A Tumor-Responsive Enzymatic Cascade System Inducing pH-Activable Metabolic Starvation and H2O2-Induced Apoptosis

Abstract

Conventional tumor-targeted therapies primarily focus on drug delivery systems exploiting the tumor microenvironment for controlled drug release. While prodrug strategies activate small-molecule drugs in tumors, they rely on single-step chemical conversions and lack sustained tumor-selective activity. Here, a novel strategy of tumor-responsive, enzymatic cascade therapy is introduced by co-delivering arginine decarboxylase (RDC) and diamine oxidase (DAO) into the tumor site.

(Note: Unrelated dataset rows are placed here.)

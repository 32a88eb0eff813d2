//! TCP server and per-connection sessions.

pub mod server;
pub mod session;

pub use server::TcpServer;
pub use session::TcpSession;
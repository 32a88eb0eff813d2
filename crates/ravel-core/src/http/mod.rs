//! HTTP/1.1 codec, router, middleware, and stream pipeline.

pub mod message;
pub mod middleware;
pub mod parser;
pub mod pipeline;
pub mod router;
pub mod serializer;

pub use message::{HttpRequest, HttpResponse};
pub use middleware::{Middleware, auth_middleware, logging_middleware};
pub use pipeline::{HttpPipeline, HttpPipelineBuilder};
pub use router::{HttpRoute, HttpRouter};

Unlike traditional arginine depletion strategies, RDC remains inactive at physiological pH and is selectively activated under acidic tumor conditions, ensuring localized metabolic starvation while minimizing systemic toxicity. To overcome a key limitation of RDC—namely, the accumulation of toxic agmatine—RDC is co-delivered with DAO using a chitosan-functionalized Pluronic-based nanocarrier (RDC/DAO@NC), enabling tumor-specific conversion of agmatine into hydrogen peroxide (H2O2). This pH-sensitive cascade reaction is expected to limit agmatine accumulation in normal tissues while amplifying RDC-mediated antitumor effects through oxidative-stress-induced apoptosis. In vitro, RDC/DAO@NC suppresses tumor cell proliferation through arginine depletion and induces apoptosis via H2O2 generation. Invivo, RDC/DAO@NC substantially enhances tumor accumulation and therapeutic efficacy compared to free enzymes. This study provides the first in vivo validation of RDC-based cancer therapy, suggesting its potential as a tumor-selective strategy integrating enzyme activation in the tumor microenvironment, metabolic starvation, and reactive-oxygen-species-induced apoptosis in cancer treatment. © 2026 Junyoung Jung et al.